**Aim of the exercise**.
Each entry must be restated exactly as it appears.

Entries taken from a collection

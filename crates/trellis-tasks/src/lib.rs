//! Trellis Tasks - Task graph processing engine
//!
//! This crate schedules build, deploy, run and test tasks in dependency
//! order under global and per-type concurrency ceilings, caches results by
//! key and version, and reprocesses work when source files change.

pub mod actions;
pub mod cache;
pub mod dag;
pub mod error;
pub mod processor;
pub mod provider;
pub mod reporter;
pub mod reprocess;
pub mod result;
pub mod state;
pub mod task;

pub use actions::{ActionContext, ActionKind};
pub use cache::ResultCache;
pub use error::TaskGraphError;
pub use processor::{ProcessOptions, TaskGraphProcessor};
pub use provider::{Provider, ShellProvider};
pub use reporter::{CollectingReporter, TaskEvent, TaskReporter, TaskReporterRegistry, TracingReporter};
pub use reprocess::{ActionChangeHandler, ChangeHandler, ReprocessOutcome, Reprocessor};
pub use result::{GraphResult, GraphResults};
pub use task::{DependencyResults, Task, TaskHandler, TaskType};
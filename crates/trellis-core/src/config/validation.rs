//! Configuration validation
//!
//! Checks that only need a single module at a time. Cross-module rules
//! (service/task name uniqueness, dependency references, cycles) are
//! enforced when the [`ConfigGraph`](crate::graph::ConfigGraph) is built.

use std::collections::HashSet;

use tracing::debug;

use crate::error::{ConfigError, Result};

use super::types::{ProjectConfig, RuntimeEntityConfig, SupervisedProcessConfig};

/// Validate configuration
pub fn validate_config(config: &ProjectConfig) -> Result<()> {
    debug!("validating configuration");
    validate_tasks(config)?;
    validate_modules(config)?;
    validate_processes(&config.dev.processes, "dev.processes")?;
    debug!("configuration validation passed");
    Ok(())
}

fn validate_tasks(config: &ProjectConfig) -> Result<()> {
    if config.tasks.concurrency == 0 {
        return Err(ConfigError::InvalidValue {
            field: "tasks.concurrency".to_string(),
            message: "must be greater than zero".to_string(),
        }
        .into());
    }

    let limits = &config.tasks.limits;
    for (field, value) in [
        ("build", limits.build),
        ("deploy", limits.deploy),
        ("run", limits.run),
        ("test", limits.test),
    ] {
        if value == 0 {
            return Err(ConfigError::InvalidValue {
                field: format!("tasks.limits.{}", field),
                message: "must be greater than zero".to_string(),
            }
            .into());
        }
    }

    Ok(())
}

fn validate_modules(config: &ProjectConfig) -> Result<()> {
    let mut seen = HashSet::new();

    for (i, module) in config.modules.iter().enumerate() {
        if module.name.is_empty() {
            return Err(ConfigError::InvalidValue {
                field: format!("modules[{}].name", i),
                message: "module name cannot be empty".to_string(),
            }
            .into());
        }

        if !seen.insert(module.name.as_str()) {
            return Err(ConfigError::InvalidValue {
                field: format!("modules[{}].name", i),
                message: format!("module name '{}' is declared more than once", module.name),
            }
            .into());
        }

        for dep in &module.build.dependencies {
            if dep.name == module.name {
                return Err(ConfigError::InvalidValue {
                    field: format!("modules[{}].build.dependencies", i),
                    message: format!("module '{}' cannot depend on itself", module.name),
                }
                .into());
            }
        }

        validate_entities(&module.name, "services", &module.services)?;
        validate_entities(&module.name, "tasks", &module.tasks)?;
        validate_entities(&module.name, "tests", &module.tests)?;
    }

    Ok(())
}

fn validate_entities(module: &str, field: &str, entities: &[RuntimeEntityConfig]) -> Result<()> {
    let mut seen = HashSet::new();

    for (i, entity) in entities.iter().enumerate() {
        if entity.name.is_empty() {
            return Err(ConfigError::InvalidValue {
                field: format!("{}.{}[{}].name", module, field, i),
                message: "name cannot be empty".to_string(),
            }
            .into());
        }

        if !seen.insert(entity.name.as_str()) {
            return Err(ConfigError::InvalidValue {
                field: format!("{}.{}[{}].name", module, field, i),
                message: format!("'{}' is declared more than once in this module", entity.name),
            }
            .into());
        }
    }

    Ok(())
}

fn validate_processes(processes: &[SupervisedProcessConfig], field: &str) -> Result<()> {
    for (i, process) in processes.iter().enumerate() {
        let at = format!("{}[{}]", field, i);
        if process.name.is_empty() {
            return Err(ConfigError::InvalidValue {
                field: format!("{}.name", at),
                message: "name cannot be empty".to_string(),
            }
            .into());
        }
        if process.command.is_empty() {
            return Err(ConfigError::InvalidValue {
                field: format!("{}.command", at),
                message: format!("process '{}' has no command", process.name),
            }
            .into());
        }
        validate_processes(&process.descendants, &format!("{}.descendants", at))?;
    }
    Ok(())
}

**Result below**.
filename crates/trellis-tasks/src/lib.rs
//! Trellis Tasks - Task graph processing engine
//!
//! This crate schedules build, deploy, run and test tasks in dependency
//! order under global and per-type concurrency ceilings, caches results by
//! key and version, and reprocesses work when source files change.

pub mod actions;
pub mod cache;
pub mod dag;
pub mod error;
pub mod processor;
pub mod provider;
pub mod reporter;
pub mod reprocess;
pub mod result;
pub mod state;
pub mod task;

pub use actions::{ActionContext, ActionKind};
pub use cache::ResultCache;
pub use error::TaskGraphError;
pub use processor::{ProcessOptions, TaskGraphProcessor};
pub use provider::{Provider, ShellProvider};
pub use reporter::{CollectingReporter, TaskEvent, TaskReporter, TaskReporterRegistry, TracingReporter};
pub use reprocess::{ActionChangeHandler, ChangeHandler, ReprocessOutcome, Reprocessor};
pub use result::{GraphResult, GraphResults};
pub use task::{DependencyResults, Task, TaskHandler, TaskType};
filename crates/trellis-core/src/config/validation.rs
//! Configuration validation
//!
//! Checks that only need a single module at a time. Cross-module rules
//! (service/task name uniqueness, dependency references, cycles) are
//! enforced when the [`ConfigGraph`](crate::graph::ConfigGraph) is built.

use std::collections::HashSet;

use tracing::debug;

use crate::error::{ConfigError, Result};

use super::types::{ProjectConfig, RuntimeEntityConfig, SupervisedProcessConfig};

/// Validate configuration
pub fn validate_config(config: &ProjectConfig) -> Result<()> {
    debug!("validating configuration");
    validate_tasks(config)?;
    validate_modules(config)?;
    validate_processes(&config.dev.processes, "dev.processes")?;
    debug!("configuration validation passed");
    Ok(())
}

fn validate_tasks(config: &ProjectConfig) -> Result<()> {
    if config.tasks.concurrency == 0 {
        return Err(ConfigError::InvalidValue {
            field: "tasks.concurrency".to_string(),
            message: "must be greater than zero".to_string(),
        }
        .into());
    }

    let limits = &config.tasks.limits;
    for (field, value) in [
        ("build", limits.build),
        ("deploy", limits.deploy),
        ("run", limits.run),
        ("test", limits.test),
    ] {
        if value == 0 {
            return Err(ConfigError::InvalidValue {
                field: format!("tasks.limits.{}", field),
                message: "must be greater than zero".to_string(),
            }
            .into());
        }
    }

    Ok(())
}

fn validate_modules(config: &ProjectConfig) -> Result<()> {
    let mut seen = HashSet::new();

    for (i, module) in config.modules.iter().enumerate() {
        if module.name.is_empty() {
            return Err(ConfigError::InvalidValue {
                field: format!("modules[{}].name", i),
                message: "module name cannot be empty".to_string(),
            }
            .into());
        }

        if !seen.insert(module.name.as_str()) {
            return Err(ConfigError::InvalidValue {
                field: format!("modules[{}].name", i),
                message: format!("module name '{}' is declared more than once", module.name),
            }
            .into());
        }

        for dep in &module.build.dependencies {
            if dep.name == module.name {
                return Err(ConfigError::InvalidValue {
                    field: format!("modules[{}].build.dependencies", i),
                    message: format!("module '{}' cannot depend on itself", module.name),
                }
                .into());
            }
        }

        validate_entities(&module.name, "services", &module.services)?;
        validate_entities(&module.name, "tasks", &module.tasks)?;
        validate_entities(&module.name, "tests", &module.tests)?;
    }

    Ok(())
}

fn validate_entities(module: &str, field: &str, entities: &[RuntimeEntityConfig]) -> Result<()> {
    let mut seen = HashSet::new();

    for (i, entity) in entities.iter().enumerate() {
        if entity.name.is_empty() {
            return Err(ConfigError::InvalidValue {
                field: format!("{}.{}[{}].name", module, field, i),
                message: "name cannot be empty".to_string(),
            }
            .into());
        }

        if !seen.insert(entity.name.as_str()) {
            return Err(ConfigError::InvalidValue {
                field: format!("{}.{}[{}].name", module, field, i),
                message: format!("'{}' is declared more than once in this module", entity.name),
            }
            .into());
        }
    }

    Ok(())
}

fn validate_processes(processes: &[SupervisedProcessConfig], field: &str) -> Result<()> {
    for (i, process) in processes.iter().enumerate() {
        let at = format!("{}[{}]", field, i);
        if process.name.is_empty() {
            return Err(ConfigError::InvalidValue {
                field: format!("{}.name", at),
                message: "name cannot be empty".to_string(),
            }
            .into());
        }
        if process.command.is_empty() {
            return Err(ConfigError::InvalidValue {
                field: format!("{}.command", at),
                message: format!("process '{}' has no command", process.name),
            }
            .into());
        }
        validate_processes(&process.descendants, &format!("{}.descendants", at))?;
    }
    Ok(())
}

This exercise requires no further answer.